Need a myth? Okkervil River's Sheff probably has one
"There's an aspect to religion and stuff like that," says songwriter and vocalist Will Sheff, "that simply is just really beautiful stories that tell some kind of truth that's so deep and cloudy that you couldn't tell it in any other way."
"You couldn't lay it out as rules," says Sheff, who fronts Austin-based indie band Okkervil River, performing soon in Charlottesville. "As humans, we never lose the need for that."
While Okkervil River moved from lo-fi alt-country to an increasingly rock-based sound, Sheff has never lost sight of the value of storytelling. From early play with religious imagery to the modern folk tale embodied in the critically-acclaimed 2005 album Black Sheep Boy to the examination of pop culture on more recent works, the group has maintained that connection. Even last year's I Am Very Far, loaded with abstract language, contained the track “We Need a Myth”– which suggests that Sheff hasn't completely abandoned this line of thought.
“A lot of people are denigrating religion right now," says Sheff. "They're people who are fed up with the excesses of religion. Then you look at where we are.
"We're having a major climate crisis, the economy is falling apart, there's violence and horror that we can't hide from anymore," says Sheff. "And you see what we're doing: we're watching these superhero movies in droves– we're obsessing about Harry Potter or Twilight. It's like a comic book version of that same urge to find a larger-than-life story that feels intangibly meaningful."
"There was a time," he continues, "when stories like that governed our lives. We keep forgetting that we need that, but if you look at where the human race is, you see that desperate hunger for a big, beautiful story.”
Sheff explains why his solipsistic days may be over.
“It felt fun to be that sort of self-aware and self-referential on The Stage Names and The Stand Ins, but I felt like I saw that everywhere. Self-awareness was swapped out for actual insight or emotion. I wanted to get into stuff that was more mysterious, more emotional, but not announcing exactly what emotion it was, [containing] combinations of emotions. I wanted to get into stuff that couldn't be easily described. There's something ineffable about a myth.”
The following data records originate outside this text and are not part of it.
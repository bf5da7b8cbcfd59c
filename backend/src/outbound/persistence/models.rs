//! Row types mapping the schema onto the domain entities.

use chrono::{DateTime, NaiveDateTime, Utc};
use diesel::prelude::*;
use uuid::Uuid;

use super::schema::{documents, password_entries, users};
use crate::domain::ports::RepositoryError;
use crate::domain::{Category, Document, Locator, PasswordEntry, User, UserId};

fn parse_id(column: &str, value: &str) -> Result<Uuid, RepositoryError> {
    Uuid::parse_str(value)
        .map_err(|err| RepositoryError::query(format!("corrupt {column} '{value}': {err}")))
}

fn to_utc(stamp: NaiveDateTime) -> DateTime<Utc> {
    DateTime::from_naive_utc_and_offset(stamp, Utc)
}

#[derive(Debug, Queryable, Selectable)]
#[diesel(table_name = users)]
#[diesel(check_for_backend(diesel::sqlite::Sqlite))]
pub(crate) struct UserRow {
    pub id: String,
    pub email: String,
    pub display_name: String,
    pub password_hash: String,
    pub avatar: Option<String>,
    pub created_at: NaiveDateTime,
    pub updated_at: NaiveDateTime,
}

impl UserRow {
    pub(crate) fn into_domain(self) -> Result<User, RepositoryError> {
        Ok(User {
            id: UserId::from_uuid(parse_id("users.id", &self.id)?),
            email: self.email,
            display_name: self.display_name,
            password_hash: self.password_hash,
            avatar: self.avatar.map(Locator::new),
            created_at: to_utc(self.created_at),
            updated_at: to_utc(self.updated_at),
        })
    }
}

#[derive(Debug, Insertable)]
#[diesel(table_name = users)]
pub(crate) struct NewUserRow<'a> {
    pub id: String,
    pub email: &'a str,
    pub display_name: &'a str,
    pub password_hash: &'a str,
    pub avatar: Option<&'a str>,
    pub created_at: NaiveDateTime,
    pub updated_at: NaiveDateTime,
}

impl<'a> NewUserRow<'a> {
    pub(crate) fn from_domain(user: &'a User) -> Self {
        Self {
            id: user.id.to_string(),
            email: &user.email,
            display_name: &user.display_name,
            password_hash: &user.password_hash,
            avatar: user.avatar.as_ref().map(Locator::as_str),
            created_at: user.created_at.naive_utc(),
            updated_at: user.updated_at.naive_utc(),
        }
    }
}

#[derive(Debug, Queryable, Selectable)]
#[diesel(table_name = password_entries)]
#[diesel(check_for_backend(diesel::sqlite::Sqlite))]
pub(crate) struct PasswordEntryRow {
    pub id: String,
    pub owner_id: String,
    pub title: String,
    pub username: Option<String>,
    pub secret: String,
    pub website: Option<String>,
    pub category: String,
    pub notes: Option<String>,
    pub created_at: NaiveDateTime,
    pub updated_at: NaiveDateTime,
}

impl PasswordEntryRow {
    pub(crate) fn into_domain(self) -> Result<PasswordEntry, RepositoryError> {
        Ok(PasswordEntry {
            id: parse_id("password_entries.id", &self.id)?,
            owner_id: UserId::from_uuid(parse_id("password_entries.owner_id", &self.owner_id)?),
            title: self.title,
            username: self.username,
            secret: self.secret,
            website: self.website,
            category: Category::parse_or_default(Some(&self.category)),
            notes: self.notes,
            created_at: to_utc(self.created_at),
            updated_at: to_utc(self.updated_at),
        })
    }
}

#[derive(Debug, Insertable)]
#[diesel(table_name = password_entries)]
pub(crate) struct NewPasswordEntryRow<'a> {
    pub id: String,
    pub owner_id: String,
    pub title: &'a str,
    pub username: Option<&'a str>,
    pub secret: &'a str,
    pub website: Option<&'a str>,
    pub category: &'a str,
    pub notes: Option<&'a str>,
    pub created_at: NaiveDateTime,
    pub updated_at: NaiveDateTime,
}

impl<'a> NewPasswordEntryRow<'a> {
    pub(crate) fn from_domain(entry: &'a PasswordEntry) -> Self {
        Self {
            id: entry.id.to_string(),
            owner_id: entry.owner_id.to_string(),
            title: &entry.title,
            username: entry.username.as_deref(),
            secret: &entry.secret,
            website: entry.website.as_deref(),
            category: entry.category.as_str(),
            notes: entry.notes.as_deref(),
            created_at: entry.created_at.naive_utc(),
            updated_at: entry.updated_at.naive_utc(),
        }
    }
}

#[derive(Debug, Queryable, Selectable)]
#[diesel(table_name = documents)]
#[diesel(check_for_backend(diesel::sqlite::Sqlite))]
pub(crate) struct DocumentRow {
    pub id: String,
    pub owner_id: String,
    pub stored_name: String,
    pub original_name: String,
    pub locator: String,
    pub content_type: String,
    pub size_bytes: i64,
    pub created_at: NaiveDateTime,
}

impl DocumentRow {
    pub(crate) fn into_domain(self) -> Result<Document, RepositoryError> {
        Ok(Document {
            id: parse_id("documents.id", &self.id)?,
            owner_id: UserId::from_uuid(parse_id("documents.owner_id", &self.owner_id)?),
            stored_name: self.stored_name,
            original_name: self.original_name,
            locator: Locator::new(self.locator),
            content_type: self.content_type,
            size_bytes: self.size_bytes,
            created_at: to_utc(self.created_at),
        })
    }
}

#[derive(Debug, Insertable)]
#[diesel(table_name = documents)]
pub(crate) struct NewDocumentRow<'a> {
    pub id: String,
    pub owner_id: String,
    pub stored_name: &'a str,
    pub original_name: &'a str,
    pub locator: &'a str,
    pub content_type: &'a str,
    pub size_bytes: i64,
    pub created_at: NaiveDateTime,
}

impl<'a> NewDocumentRow<'a> {
    pub(crate) fn from_domain(document: &'a Document) -> Self {
        Self {
            id: document.id.to_string(),
            owner_id: document.owner_id.to_string(),
            stored_name: &document.stored_name,
            original_name: &document.original_name,
            locator: document.locator.as_str(),
            content_type: &document.content_type,
            size_bytes: document.size_bytes,
            created_at: document.created_at.naive_utc(),
        }
    }
}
Abstract visual art, particularly Mark Rothko's paintings, have played a role in his thinking.
“I feel from the most beautiful works of art this sort of wholeness and mystery and irreducible quality," Sheff explains. "I wanted to throw everything I had into trying to create songs that felt like they had that kind of vibration to them.”
Another influence was a musician who's a bit mythic himself, Roky Erickson. Sheff learned to give up some control in his artistic process from working on Erickson's True Love Cast Out All Evil.
“He's connected to this world of mystery and of craziness and of spirituality,” says Sheff. “It's not in his head. It's a powerful place. Once you've been around him, you want to live closer to that place; it feels like where art comes from.”
Despite the more challenging lyrics and that almost gnostic sentiment, Okkervil River hasn't gotten inaccessible, just indefinable, and that's adding to their own mythology.
“There's something about art when at its cheapest and most fun state, you get a little burst of happiness and excitement," says Sheff. "But at its very best, art feels like it can be something that shapes how we think about who we are, where we've been and where we're going, and why we're here, and what the right way to treat people is."